Monday, March 3, 2014

Discorso per la Cerimonia di Consegna dei Dottorati per l'area scientifica.Università di Roma Tor Vergata 27 Febbraio 2014


di Gianmarco Contino

Sono onorato di essere qui oggi. Per me ha un significato speciale poter tornare qui dopo qualche anno, rincontrare amici e colleghi cui sono sinceramente affezionato. E certo sono molto onorato di poter paralare a voi, che siete la punta di diamante della preparazione universitaria.
Se fossimo dall’altra parte dell’oceano quello di oggi si chiamerebbe “commencement speech”, discorso di inizio e non di fine. Cosi’ io voglio iniziare dalla fine e vorrei che i dottorati classe 2011 si alzino in piedi per un nostro applauso.
Congratulazioni.
E ora?
Cosa farete ora? Ora che l’universita’ vi ha insegnato tutto quello che poteva. Ora che avete mostrato di sapere come condurre una ricerca in modo rigoroso, presentarla, difenderla.
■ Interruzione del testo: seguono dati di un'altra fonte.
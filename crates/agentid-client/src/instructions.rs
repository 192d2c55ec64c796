//! Instruction builders for the identity program.
//!
//! Payloads are an 8-byte discriminator followed by Borsh-style arguments.

use solana_program::instruction::{AccountMeta, Instruction};
use solana_program::pubkey::Pubkey;
use solana_program::system_program;

use crate::constants::{MAX_METADATA_URI_LEN, REGISTER_DISCRIMINATOR, VERIFY_DISCRIMINATOR};
use crate::errors::LayoutError;

/// Build `register_agent(metadata_uri)`.
///
/// Accounts: identity (w), owner (w, signer), system program.
pub fn register_identity(
    program_id: &Pubkey,
    identity: &Pubkey,
    owner: &Pubkey,
    metadata_uri: &str,
) -> Result<Instruction, LayoutError> {
    Ok(Instruction {
        program_id: *program_id,
        accounts: vec![
            AccountMeta::new(*identity, false),
            AccountMeta::new(*owner, true),
            AccountMeta::new_readonly(system_program::id(), false),
        ],
        data: register_data(metadata_uri)?,
    })
}

/// Build `get_verified()`.
///
/// Accounts: identity (w), owner (w, signer), treasury (w), system program.
pub fn verify_identity(
    program_id: &Pubkey,
    identity: &Pubkey,
    owner: &Pubkey,
    treasury: &Pubkey,
) -> Instruction {
    Instruction {
        program_id: *program_id,
        accounts: vec![
            AccountMeta::new(*identity, false),
            AccountMeta::new(*owner, true),
            AccountMeta::new(*treasury, false),
            AccountMeta::new_readonly(system_program::id(), false),
        ],
        data: VERIFY_DISCRIMINATOR.to_vec(),
    }
}

fn register_data(metadata_uri: &str) -> Result<Vec<u8>, LayoutError> {
    let uri = metadata_uri.as_bytes();
    if uri.len() > MAX_METADATA_URI_LEN {
        return Err(LayoutError::UriTooLong { len: uri.len(), max: MAX_METADATA_URI_LEN });
    }
    let mut out = Vec::with_capacity(8 + 4 + uri.len());
    out.extend_from_slice(&REGISTER_DISCRIMINATOR);
    out.extend_from_slice(&(uri.len() as u32).to_le_bytes());
    out.extend_from_slice(uri);
    Ok(out)
}

/// True when `ix` targets `get_verified`.
pub fn is_verify_instruction(ix: &Instruction) -> bool {
    ix.data.as_slice() == VERIFY_DISCRIMINATOR
}

/// True when `ix` targets `register_agent`.
pub fn is_register_instruction(ix: &Instruction) -> bool {
    ix.data.starts_with(&REGISTER_DISCRIMINATOR)
}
Cosa farete ora?
Questo e’ davvero l’inizio. L’inizio del viaggio della conoscenza che avete intrapreso scegliendo di dedicarvi alla ricerca. Dove vi portera’? Chi e cosa sara’ la vostra stella polare, ora che non di una quida non avete piu’ bisogno?
La mia risposta e’ la seguente, e non e’ propriamente una risposta:
A quale problema volete dare una risposta? Qual e’la nuova pagina della conoscenza che avete deciso di scrivere? In definitiva la mia risposta e’ una domanda. LA DOMANDA. Ma non e’ poco, anzi e la cosa piu’ preziosa che avete. Perche’ ancor piu’della risposta che saprete dare, vi definira’ come scienziati e inevitabilmente come persone. Le vostre scelte professionali, e quelle personali saranno codizionate da quella domanda. Sara’ il filo rosso della vostra vita, il viaggio all’interno del quale intrecciare le complesse narrazioni che formano la trama unica di ogni esistenza umana.
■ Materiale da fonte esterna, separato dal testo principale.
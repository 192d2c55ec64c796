//! Wallet files.
//!
//! A wallet file is a JSON array of the 64 secret-key bytes, the same format
//! the Solana CLI writes. No encryption, no passphrase.

use std::fs;
use std::path::Path;

use solana_sdk::signature::Keypair;

use crate::errors::{IdentityError, IdentityResult};

pub fn read_wallet<P: AsRef<Path>>(path: P) -> IdentityResult<Keypair> {
    let path = path.as_ref();
    let raw = fs::read_to_string(path)
        .map_err(|e| IdentityError::wallet(format!("read {}: {e}", path.display())))?;
    parse_wallet_json(&raw)
}

pub fn parse_wallet_json(raw: &str) -> IdentityResult<Keypair> {
    let bytes: Vec<u8> = serde_json::from_str(raw)
        .map_err(|e| IdentityError::wallet(format!("invalid wallet json: {e}")))?;
    keypair_from_bytes(&bytes)
}

pub fn keypair_from_bytes(bytes: &[u8]) -> IdentityResult<Keypair> {
    if bytes.len() != 64 {
        return Err(IdentityError::wallet(format!(
            "secret key must be 64 bytes, got {}",
            bytes.len()
        )));
    }
    Keypair::from_bytes(bytes).map_err(|e| IdentityError::wallet(format!("invalid secret key: {e}")))
}

/// Write `keypair` to `path`. Refuses to overwrite unless `force` is set.
pub fn write_wallet<P: AsRef<Path>>(path: P, keypair: &Keypair, force: bool) -> IdentityResult<()> {
    let path = path.as_ref();
    if path.exists() && !force {
        return Err(IdentityError::wallet(format!("{} already exists", path.display())));
    }
    if let Some(parent) = path.parent().filter(|p| !p.as_os_str().is_empty()) {
        fs::create_dir_all(parent)
            .map_err(|e| IdentityError::wallet(format!("create {}: {e}", parent.display())))?;
    }
    let json = wallet_json(keypair)?;
    fs::write(path, json).map_err(|e| IdentityError::wallet(format!("write {}: {e}", path.display())))
}

pub fn wallet_json(keypair: &Keypair) -> IdentityResult<String> {
    serde_json::to_string(&keypair.to_bytes().to_vec())
        .map_err(|e| IdentityError::wallet(format!("serialize wallet: {e}")))
}

/// Base58 of the full 64-byte secret, as wallets import it.
pub fn secret_key_base58(keypair: &Keypair) -> String {
    bs58::encode(keypair.to_bytes()).into_string()
}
Quindi fate in modo che sia la domanda giusta!
Che io non avessi una domanda su quale problema della biologia del carcinoma pancreatico volessi lavorare mi fu chiaro durante il primo meeting con il mio capo di Boston. Fu un disastro su tutta la linea. Non ero assolutamente preparato. Per uno strano retaggio enciclopedista, abbastanza diffuso per il mondo accademico, nessuno si pone il problema di insegnarci il capitolo piu’ sostanzioso della conoscenza umana, che non e’ cio’ che sappiamo ma e’ appunto quello che non sappiamo.
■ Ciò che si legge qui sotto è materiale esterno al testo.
//! Chain access used by the identity client.
//!
//! `ChainRpc` is the seam between client logic and the network. `SolanaRpc`
//! is the production implementation over the nonblocking `RpcClient`.

use async_trait::async_trait;
use solana_account_decoder::UiAccountEncoding;
use solana_client::nonblocking::rpc_client::RpcClient;
use solana_client::rpc_config::{RpcAccountInfoConfig, RpcProgramAccountsConfig};
use solana_client::rpc_filter::RpcFilterType;
use solana_program::instruction::Instruction;
use solana_program::message::Message;
use solana_program::pubkey::Pubkey;
use solana_sdk::commitment_config::CommitmentConfig;
use solana_sdk::signature::{Keypair, Signature};
use solana_sdk::transaction::Transaction;

use crate::errors::{IdentityError, IdentityResult};

#[async_trait]
pub trait ChainRpc: Send + Sync {
    /// Raw data of `address`, `None` when the account does not exist.
    async fn account_data(&self, address: &Pubkey) -> IdentityResult<Option<Vec<u8>>>;

    /// All accounts owned by `program_id` whose data is exactly `data_size` bytes.
    async fn program_accounts(
        &self,
        program_id: &Pubkey,
        data_size: u64,
    ) -> IdentityResult<Vec<(Pubkey, Vec<u8>)>>;

    async fn minimum_balance_for_rent_exemption(&self, data_len: usize) -> IdentityResult<u64>;

    /// Sign `instructions` with `signers`, submit, and wait for confirmation.
    async fn send_and_confirm(
        &self,
        instructions: &[Instruction],
        payer: &Pubkey,
        signers: &[&Keypair],
    ) -> IdentityResult<Signature>;

    /// Node version string, used as a health check.
    async fn health(&self) -> IdentityResult<String>;
}

pub struct SolanaRpc {
    rpc: RpcClient,
    commitment: CommitmentConfig,
}

impl SolanaRpc {
    pub fn new(rpc_url: &str, commitment: CommitmentConfig) -> Self {
        Self {
            rpc: RpcClient::new_with_commitment(rpc_url.to_string(), commitment),
            commitment,
        }
    }
}

#[async_trait]
impl ChainRpc for SolanaRpc {
    async fn account_data(&self, address: &Pubkey) -> IdentityResult<Option<Vec<u8>>> {
        tracing::debug!(%address, "get_account");
        let resp = self
            .rpc
            .get_account_with_commitment(address, self.commitment)
            .await
            .map_err(|e| IdentityError::network(e.to_string()))?;
        Ok(resp.value.map(|acc| acc.data))
    }

    async fn program_accounts(
        &self,
        program_id: &Pubkey,
        data_size: u64,
    ) -> IdentityResult<Vec<(Pubkey, Vec<u8>)>> {
        tracing::debug!(%program_id, data_size, "get_program_accounts");
        let config = RpcProgramAccountsConfig {
            filters: Some(vec![RpcFilterType::DataSize(data_size)]),
            account_config: RpcAccountInfoConfig {
                encoding: Some(UiAccountEncoding::Base64),
                commitment: Some(self.commitment),
                ..RpcAccountInfoConfig::default()
            },
            ..RpcProgramAccountsConfig::default()
        };
        let accounts = self
            .rpc
            .get_program_accounts_with_config(program_id, config)
            .await
            .map_err(|e| IdentityError::network(e.to_string()))?;
        Ok(accounts.into_iter().map(|(key, acc)| (key, acc.data)).collect())
    }

    async fn minimum_balance_for_rent_exemption(&self, data_len: usize) -> IdentityResult<u64> {
        self.rpc
            .get_minimum_balance_for_rent_exemption(data_len)
            .await
            .map_err(|e| IdentityError::network(e.to_string()))
    }

    async fn send_and_confirm(
        &self,
        instructions: &[Instruction],
        payer: &Pubkey,
        signers: &[&Keypair],
    ) -> IdentityResult<Signature> {
        let blockhash = self
            .rpc
            .get_latest_blockhash()
            .await
            .map_err(|e| IdentityError::network(e.to_string()))?;

        let mut tx = Transaction::new_unsigned(Message::new(instructions, Some(payer)));
        tx.try_sign(signers, blockhash)
            .map_err(|e| IdentityError::rejected(format!("signing failed: {e}")))?;

        let sig = self
            .rpc
            .send_and_confirm_transaction(&tx)
            .await
            .map_err(|e| IdentityError::rejected(e.to_string()))?;
        tracing::info!(signature = %sig, "transaction confirmed");
        Ok(sig)
    }

    async fn health(&self) -> IdentityResult<String> {
        let version = self
            .rpc
            .get_version()
            .await
            .map_err(|e| IdentityError::network(e.to_string()))?;
        Ok(version.solana_core)
    }
}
Alla fine di quel meeting, lui mi diede alcuni consigli e ci lasciammo con un appuntamento per la settimana successiva.
Solo che la settimana successiva, se possibile, ando’ anche peggio.
Mi chiese infatti cosa avessi fatto in quella settimana. E io, che avevo seguito pedissequamente tutti i suoi consigli, gli mostro i risultati.
Lui mi chiede, perche’ l’hai fatto?
E io, beh perche’ me l’ha detto lei!
e Lui : e che vuol dire?.
Ecco se imparare dall’errore serve a qualcosa a me e’ servito a comprendere che avevo bisogno di una domanda e avrei dovuto cercare la mia risposta in maniera indipendente.
Le domande sono i motori della conoscenza. E questo mi porta al cuore di quello che in questa sala ci accomuna di piu’ in questa sala e piu’ trasversalmente. Ed e’ l’ignoranza.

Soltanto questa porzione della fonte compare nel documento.